Tomas Plekanec forced to shave his goatee with Maple Leafs

Canadiens fans might not recognize Tomas Plekanec now that he’s with the Toronto Maple Leafs.

It’s not because of the new jersey, but because Plekanec had to shave off his goatee to comply with team rules set by old-school Leafs general manager Lou Lamoriello that don’t allow facial hair.

Plekanec’s goatee was as much his trademark as the turtleneck he wears under his equipment.
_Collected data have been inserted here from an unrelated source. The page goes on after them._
//! Plan and run command implementation

use anyhow::{Context, Result};
use kf_core::{RunMode, RunSummary, TableSummary};
use kf_db::{DuckDbStore, ReferenceStore};
use kf_engine::HybridReferenceCoordinator;

use crate::cli::{BackfillArgs, GlobalArgs, SummaryOutput};
use crate::commands::common::{self, load_project, ExitCode, Project, EXIT_FAILED};

/// Execute `kf plan` (`RunMode::Plan`) or `kf run` (`RunMode::Apply`)
pub(crate) async fn execute(args: &BackfillArgs, global: &GlobalArgs, mode: RunMode) -> Result<()> {
    let project = load_project(global)?;
    let domains: Vec<String> = match &args.domain {
        Some(domain) => {
            project.config.domain(domain)?;
            vec![domain.clone()]
        }
        None => project
            .config
            .domain_names()
            .into_iter()
            .map(String::from)
            .collect(),
    };
    if domains.is_empty() {
        println!("No domains configured.");
        return Ok(());
    }

    let store = project.open_store(global)?;
    let handles = spawn_domains(&project, &store, &domains, args.facts.as_deref(), mode)?;

    let mut summaries = Vec::with_capacity(handles.len());
    let mut domain_errors = 0;
    for (domain, handle) in domains.iter().zip(handles) {
        let outcome = handle
            .await
            .with_context(|| format!("Backfill task for domain '{}' panicked", domain))?;
        match outcome {
            Ok(summary) => summaries.push(summary),
            Err(err) => {
                domain_errors += 1;
                log::error!("Domain '{}' failed: {:#}", domain, err);
            }
        }
    }

    match args.output {
        SummaryOutput::Text => print_text(&summaries, args.show_sql),
        SummaryOutput::Json => println!("{}", serde_json::to_string_pretty(&summaries)?),
    }

    if domain_errors > 0 {
        return Err(ExitCode(EXIT_FAILED).into());
    }
    match common::failure_exit_code(&summaries) {
        Some(code) => Err(ExitCode(code).into()),
        None => Ok(()),
    }
}

type DomainTask = tokio::task::JoinHandle<Result<RunSummary>>;

/// One blocking task per domain, each on its own connection
fn spawn_domains(
    project: &Project,
    store: &DuckDbStore,
    domains: &[String],
    facts: Option<&str>,
    mode: RunMode,
) -> Result<Vec<DomainTask>> {
    let mut handles = Vec::with_capacity(domains.len());
    for domain in domains {
        let sql = project.facts_query(domain, facts)?;
        let domain_config = project.config.domain(domain)?.clone();
        let tracking = project.config.tracking.clone();
        let conn = store
            .try_clone()
            .context("Failed to open a connection for a domain pass")?;
        let domain = domain.clone();

        handles.push(tokio::task::spawn_blocking(move || {
            log::debug!("Loading facts for domain '{}': {}", domain, sql);
            let batch = conn
                .load_facts(&sql)
                .with_context(|| format!("Failed to load facts for domain '{}'", domain))?;
            let coordinator = HybridReferenceCoordinator::new(&conn, tracking);
            let summary = coordinator.run(&domain, &domain_config, &batch, mode)?;
            Ok(summary)
        }));
    }
    Ok(handles)
}

fn print_text(summaries: &[RunSummary], show_sql: bool) {
    for summary in summaries {
        println!(
            "Domain '{}' ({}, run {})",
            summary.domain,
            match summary.mode {
                RunMode::Apply => "apply",
                RunMode::Plan => "plan",
            },
            summary.run_id
        );
        let name_width = summary
            .tables
            .iter()
            .map(|t| t.fk.len())
            .max()
            .unwrap_or(0);
        for table in &summary.tables {
            println!("  {}", table_line(table, name_width));
            for error in &table.errors {
                println!(
                    "      ! {} [{}]: {}",
                    error.key, error.column, error.message
                );
            }
            if show_sql {
                if let Some(sql) = &table.statement {
                    for line in sql.lines() {
                        println!("      {}", line);
                    }
                }
            }
        }
        println!(
            "  Total: {} inserted, {} updated, {} skipped, {} row errors{}",
            summary.total_inserted(),
            summary.total_updated(),
            summary.total_skipped(),
            summary.total_row_errors(),
            summary
                .duration_ms()
                .map(|ms| format!(" in {}ms", ms))
                .unwrap_or_default()
        );
        println!();
    }
}

fn table_line(table: &TableSummary, name_width: usize) -> String {
    let mut line = format!(
        "{:<width$}  {:<16} {:<16} +{} ~{} ={}",
        table.fk,
        table.table.to_string(),
        table.status.to_string(),
        table.inserted,
        table.updated,
        table.skipped,
        width = name_width
    );
    if let Some(message) = &table.message {
        line.push_str(&format!("  ({})", message));
    }
    line
}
Luckily for Plekanec, the turtleneck doesn’t break any of Lamoriello’s rules.

The Canadiens traded Plekanec to the Toronto on Sunday and he was scheduled to make his Leafs debut Monday night in Tampa against the Lightning (7:30 p.m., TVA Sports).

“It’s going to be weird around here without Pleky,” Brendan Gallagher said after the Canadiens’ morning skate Monday in Brossard before facing the Philadelphia Flyers Monday night at the Bell Centre (7:30 p.m., TSN2, RDS, TSN Radio 690). “I think it was 981 (career) games for him to do what he did for so long for this team. They went on a lot of deep runs (in the playoffs) and he had an important role where he was on the ice against the best players in the world and he still put up pretty good offensive numbers.”

Plekanec ranks seventh on the Canadiens’ all-time list for regular-season games played at 981, during which he posted 232-373-605 totals. This season he had 6-18-24 totals in 60 games.

“To understand the impact he had, I think you talk to players who played against him and they’ll really tell you he doesn’t really make mistakes,” Gallagher said. “He’s always on the right side of the puck, he doesn’t cheat. Playing with him, you understand he thinks the game really well. I definitely learned a lot from him in my six years. Got to spend a lot of time on his line and it’s something that I think I’m better for.”

Said Alex Galchenyuk, who is also in his sixth season with the Canadiens: “From my first year, there’s not that many guys left and he’s one of them. He’s always been a big part of this leadership group and helped me whenever we played together on the same line. He was a great player to play with and I wish him all the best in Toronto.”

Artturi Lehkonen, in his second season with the Canadiens, said Plekanec played a key role in his development as a rookie last season when he posted 18-20-38 totals in 73 games.

“It’s always a big help when a young guy comes in the first year and a more experienced guy helps you out,” Lehkonen said. “Pleky did it to me. He knew I liked soccer, so he took me to watch the Montreal Impact play and pretty much that way I got to know him.

“If you follow him closely, you see how good he is,” added Lehkonen, who has 5-6-11 totals this season and missed 16 games with a lower-body injury. “That’s why he’s been able to play against the best players in the world year in and year out. He’s always been matched up against the best lines. I don’t see why someone would want to play against Pleky’s line when he’s out there because he can produce on offence, but still he’s always going to be in the defensive end, too.”

Lehkonen added that he sees a 200-foot game the same way as Plekanec, realizing the importance of combining offence and defence. When asked what his reaction was when he found out Plekanec had been traded, Lehkonen said: “Of course, it’s not a great feeling. Obviously, he’s a good friend of mine. But I understand it also at the same time. I hope all the best for him in the future. It’s part of the business … you can’t let that affect your game.”

The Canadiens and Leafs have two more games against each other this season, both in Toronto, on March 17 and April 7, the last game of the regular season.

Lehkonen said he got a chance to speak with Plekanec after Sunday’s trade.

“I just said when we’re going to meet, hopefully he’s going to bring his A game,” Lehkonen said with a smile.